On This Day in Trans Am History: May 15, 1983
May 15, 2020
May 15, 1983
David Hobbs came home victorious in his fourth start in the Trans Am Series presented by Pirelli, winning the second round of the 1983 campaign at Summit Point (West Virginia) International Raceway.
Driving the No. 29 DeAtley/Budweiser Chevrolet Camaro, the Englishman started second but led all 50 laps on the 10-turn, two-mile circuit in the Washington, D. C. region known for defensive driving training for military and law enforcement personnel.
Tom Gloy finished second in the No. 8 Lane Sports Mercury Capri, 20.369-seconds behind. Gloy ran the fastest qualifying lap, 1 minute, 16.04-seconds, but started third as his best lap came a day late.

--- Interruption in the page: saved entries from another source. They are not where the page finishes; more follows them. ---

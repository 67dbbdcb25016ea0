//! Talk to Aliens command-line client.

use aliens_backend::{PocketBaseClient, RealtimeClient, RealtimeEvent};
use aliens_core::{init_logging, Config, Paths};
use aliens_session::{RegisterRequest, SessionManager, UpgradeRequest};
use aliens_stores::{CardStore, MessageStore, ALL_LANGUAGES};
use aliens_types::{Message, Profile};
use anyhow::{bail, Context};
use clap::{Parser, Subcommand};
use std::path::PathBuf;
use std::sync::Arc;

#[derive(Parser)]
#[command(name = "aliens", about = "Talk to Aliens command-line client", version)]
struct Cli {
    /// Log level (trace, debug, info, warn, error)
    #[arg(long, global = true)]
    log_level: Option<String>,

    /// Base directory for runtime files (default: ~/.talk-to-aliens)
    #[arg(long, global = true)]
    base_dir: Option<PathBuf>,

    #[command(subcommand)]
    command: Command,
}

#[derive(Subcommand)]
enum Command {
    /// Sign in with email and password
    Login {
        email: String,
        password: String,
    },
    /// Create a permanent account and sign into it
    Register {
        email: String,
        password: String,
        name: String,
    },
    /// Sign in as a throwaway guest (valid for 24 hours)
    Guest,
    /// Turn the current guest session into a permanent account
    Upgrade {
        email: String,
        password: String,
        name: String,
    },
    /// Show the current session
    Status,
    /// Drop the current session
    Logout,
    /// List topic cards
    Cards {
        /// Only cards in this language
        #[arg(long, default_value = ALL_LANGUAGES)]
        language: String,
    },
    /// Show a card's chat thread
    Messages { card_id: String },
    /// Post a message to a card's chat thread
    Send { card_id: String, text: String },
    /// Tail a card's chat thread over the realtime feed
    Watch { card_id: String },
    /// Delete expired guest accounts
    Cleanup {
        /// Must match the configured cleanup token
        #[arg(long)]
        token: String,
    },
}

#[tokio::main]
async fn main() -> anyhow::Result<()> {
    let cli = Cli::parse();

    let paths = match &cli.base_dir {
        Some(dir) => Paths::with_base_dir(dir.clone()),
        None => Paths::new()?,
    };
    let mut config = Config::load(&paths)?;
    if let Some(level) = &cli.log_level {
        config.log_level = level.clone();
    }
    init_logging(&config.log_level);
    tracing::debug!(backend = %config.backend_url, "client starting");

    let client = Arc::new(PocketBaseClient::new(&config.backend_url));
    let session = Arc::new(
        SessionManager::new(Arc::clone(&client), config.verbose_auth_errors)
            .with_session_file(paths.session_file()),
    );

    match cli.command {
        Command::Login { email, password } => {
            let profile = session.login(&email, &password).await?;
            println!("Signed in as {} <{}>", profile.name, profile.email);
        }
        Command::Register {
            email,
            password,
            name,
        } => {
            let profile = session
                .register(&RegisterRequest {
                    email,
                    password_confirm: password.clone(),
                    password,
                    name,
                    avatar: None,
                })
                .await?;
            println!("Account created, signed in as {}", profile.name);
        }
        Command::Guest => {
            let profile = guest_session(&session).await?;
            print_guest(&profile);
        }
        Command::Upgrade {
            email,
            password,
            name,
        } => {
            restore_session(&session).await?;
            let profile = session
                .upgrade_guest(&UpgradeRequest {
                    email,
                    password_confirm: password.clone(),
                    password,
                    name,
                })
                .await?;
            println!("Upgraded, signed in as {} <{}>", profile.name, profile.email);
        }
        Command::Status => match session.check_auth().await? {
            Some(profile) => {
                if profile.is_guest() {
                    print_guest(&profile);
                } else {
                    println!("Signed in as {} <{}>", profile.name, profile.email);
                }
            }
            None => println!("Not signed in"),
        },
        Command::Logout => {
            session.logout().await?;
            println!("Signed out");
        }
        Command::Cards { language } => {
            guest_session(&session).await?;
            let cards = CardStore::new(Arc::clone(&client));
            cards.load(false).await?;

            let listed = cards.cards_by_language(&language).await;
            if listed.is_empty() {
                println!("No cards");
            }
            for card in listed {
                println!(
                    "{}  [{}]  {}  (by {})",
                    card.id,
                    card.language,
                    card.title,
                    card.author.display_name()
                );
            }
        }
        Command::Messages { card_id } => {
            guest_session(&session).await?;
            let messages = MessageStore::new(Arc::clone(&client));
            messages.load_messages(&card_id, false).await?;

            let thread = messages.messages_for(&card_id).await;
            if thread.is_empty() {
                println!("No messages");
            }
            for message in &thread {
                print_message(message);
            }
        }
        Command::Send { card_id, text } => {
            restore_session(&session).await?;
            let messages = MessageStore::new(Arc::clone(&client));
            let sent = messages.send_message(&card_id, &text).await?;
            println!("Sent {}", sent.id);
        }
        Command::Watch { card_id } => {
            guest_session(&session).await?;
            let store = MessageStore::new(Arc::clone(&client));
            store.load_messages(&card_id, false).await?;

            let thread = store.messages_for(&card_id).await;
            for message in &thread {
                print_message(message);
            }
            let mut seen = thread.len();

            let realtime = Arc::new(RealtimeClient::with_defaults(&config.backend_url));
            let sync = store.spawn_realtime_sync(realtime.subscribe());
            let mut events = realtime.subscribe();

            let token = client
                .token()
                .context("not signed in; run `aliens login` or `aliens guest`")?;
            let feed = Arc::clone(&realtime);
            tokio::spawn(async move {
                if let Err(e) = feed
                    .connect(&token.token, vec!["messages".to_string()])
                    .await
                {
                    tracing::error!(error = %e, "realtime feed terminated");
                }
            });

            println!("Watching card {card_id}; Ctrl-C to stop");
            loop {
                tokio::select! {
                    _ = tokio::signal::ctrl_c() => break,
                    event = events.recv() => match event {
                        Ok(RealtimeEvent::Record(_)) => {
                            // Let the sync task resolve the author expansion.
                            tokio::time::sleep(std::time::Duration::from_millis(200)).await;
                            let thread = store.messages_for(&card_id).await;
                            for message in thread.iter().skip(seen) {
                                print_message(message);
                            }
                            seen = thread.len();
                        }
                        Ok(RealtimeEvent::Disconnected(reason)) => {
                            tracing::warn!(?reason, "realtime feed dropped");
                        }
                        Ok(_) => {}
                        Err(tokio::sync::broadcast::error::RecvError::Lagged(_)) => continue,
                        Err(tokio::sync::broadcast::error::RecvError::Closed) => break,
                    },
                }
            }
            sync.stop();
            realtime.disconnect().await;
        }
        Command::Cleanup { token } => {
            let expected = config
                .cleanup_token
                .as_deref()
                .context("no cleanup token configured")?;
            if token != expected {
                bail!("cleanup token mismatch");
            }
            restore_session(&session).await?;
            let deleted = session.cleanup_expired_guests().await?;
            println!("Deleted {deleted} expired guest account(s)");
        }
    }

    Ok(())
}

/// Restore the persisted session, failing when there is none.
async fn restore_session(session: &SessionManager) -> anyhow::Result<Profile> {
    session
        .check_auth()
        .await?
        .context("not signed in; run `aliens login` or `aliens guest`")
}

/// Restore the persisted session if any, then fall back to guest
/// provisioning, the same way the card routes do.
async fn guest_session(session: &SessionManager) -> anyhow::Result<Profile> {
    session.check_auth().await?;
    Ok(session.ensure_guest_access().await?)
}

fn print_message(message: &Message) {
    println!(
        "[{}] {}: {}",
        message.created.format("%Y-%m-%d %H:%M"),
        message.author.display_name(),
        message.text
    );
}

fn print_guest(profile: &Profile) {
    match profile.expires_at {
        Some(expires_at) => println!(
            "Signed in as guest {} (expires {})",
            profile.name,
            expires_at.format("%Y-%m-%d %H:%M UTC")
        ),
        None => println!("Signed in as guest {}", profile.name),
    }
}
//! File system paths for client runtime files.

use crate::{CoreError, CoreResult};
use std::path::PathBuf;

/// Persisted session token filename under the base directory.
const SESSION_FILE_NAME: &str = "session.json";

/// Manages file system paths for the client.
#[derive(Debug, Clone)]
pub struct Paths {
    /// Base directory for runtime files (~/.talk-to-aliens)
    base_dir: PathBuf,
}

impl Paths {
    /// Create a new Paths instance rooted at `~/.talk-to-aliens`.
    pub fn new() -> CoreResult<Self> {
        let home = dirs::home_dir()
            .ok_or_else(|| CoreError::Path("Could not determine home directory".to_string()))?;

        Ok(Self {
            base_dir: home.join(".talk-to-aliens"),
        })
    }

    /// Create a new Paths instance with a custom base directory.
    pub fn with_base_dir(base_dir: PathBuf) -> Self {
        Self { base_dir }
    }

    /// Get the base directory.
    pub fn base_dir(&self) -> &PathBuf {
        &self.base_dir
    }

    /// Get the config file path (`<base>/config.json`).
    pub fn config_file(&self) -> PathBuf {
        self.base_dir.join("config.json")
    }

    /// Get the persisted session token path (`<base>/session.json`).
    pub fn session_file(&self) -> PathBuf {
        self.base_dir.join(SESSION_FILE_NAME)
    }

    /// Get the logs directory (`<base>/logs`).
    pub fn logs_dir(&self) -> PathBuf {
        self.base_dir.join("logs")
    }

    /// Ensure the base and logs directories exist.
    pub fn ensure_dirs(&self) -> CoreResult<()> {
        std::fs::create_dir_all(&self.base_dir)?;
        std::fs::create_dir_all(self.logs_dir())?;
        Ok(())
    }
}

#[cfg(test)]
mod tests {
    use super::*;
    use tempfile::tempdir;

    #[test]
    fn test_paths_with_base_dir() {
        let dir = tempdir().unwrap();
        let paths = Paths::with_base_dir(dir.path().to_path_buf());

        assert_eq!(paths.base_dir(), &dir.path().to_path_buf());
        assert_eq!(paths.config_file(), dir.path().join("config.json"));
        assert_eq!(paths.session_file(), dir.path().join("session.json"));
        assert_eq!(paths.logs_dir(), dir.path().join("logs"));
    }

    #[test]
    fn test_ensure_dirs_creates_tree() {
        let dir = tempdir().unwrap();
        let base = dir.path().join("nested").join("runtime");
        let paths = Paths::with_base_dir(base.clone());

        paths.ensure_dirs().unwrap();
        assert!(base.is_dir());
        assert!(base.join("logs").is_dir());
    }

    #[test]
    fn test_paths_new_under_home() {
        if dirs::home_dir().is_none() {
            return;
        }
        let paths = Paths::new().unwrap();
        assert!(paths.base_dir().ends_with(".talk-to-aliens"));
    }
}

Paul Newman, a 1982 winner at Brainerd, placed third in only his fourth Trans Am. The racer/actor started fifth in Bob Sharp’s Pepsi Datsun 280Z Turbo.
Willy T. Ribbs won the pole in Friday qualifying and turned the fastest race lap in the No. 28 DeAtley/Budweiser Camaro. He crashed out on lap 34 to bring out the lone caution of the event.
Gene Felton, winner of the 1983 opener at Moroso Park, qualified fourth but exited after 12 laps due to engine problems in the Oftedahl Pontiac Trans-Am.
Hobbs went on to win four races and score seven podiums en route to capturing the championship.
The New York Times published a race-day preview, headlined “Revival for Trans-Am Series.” In the article, Steve Potter wrote, “Today, thanks to some timely rule changes and sponsorship help from Budweiser, the Trans-Am is back,” pointing to the move to allow tube-frame chassis and a 40-car field for the event.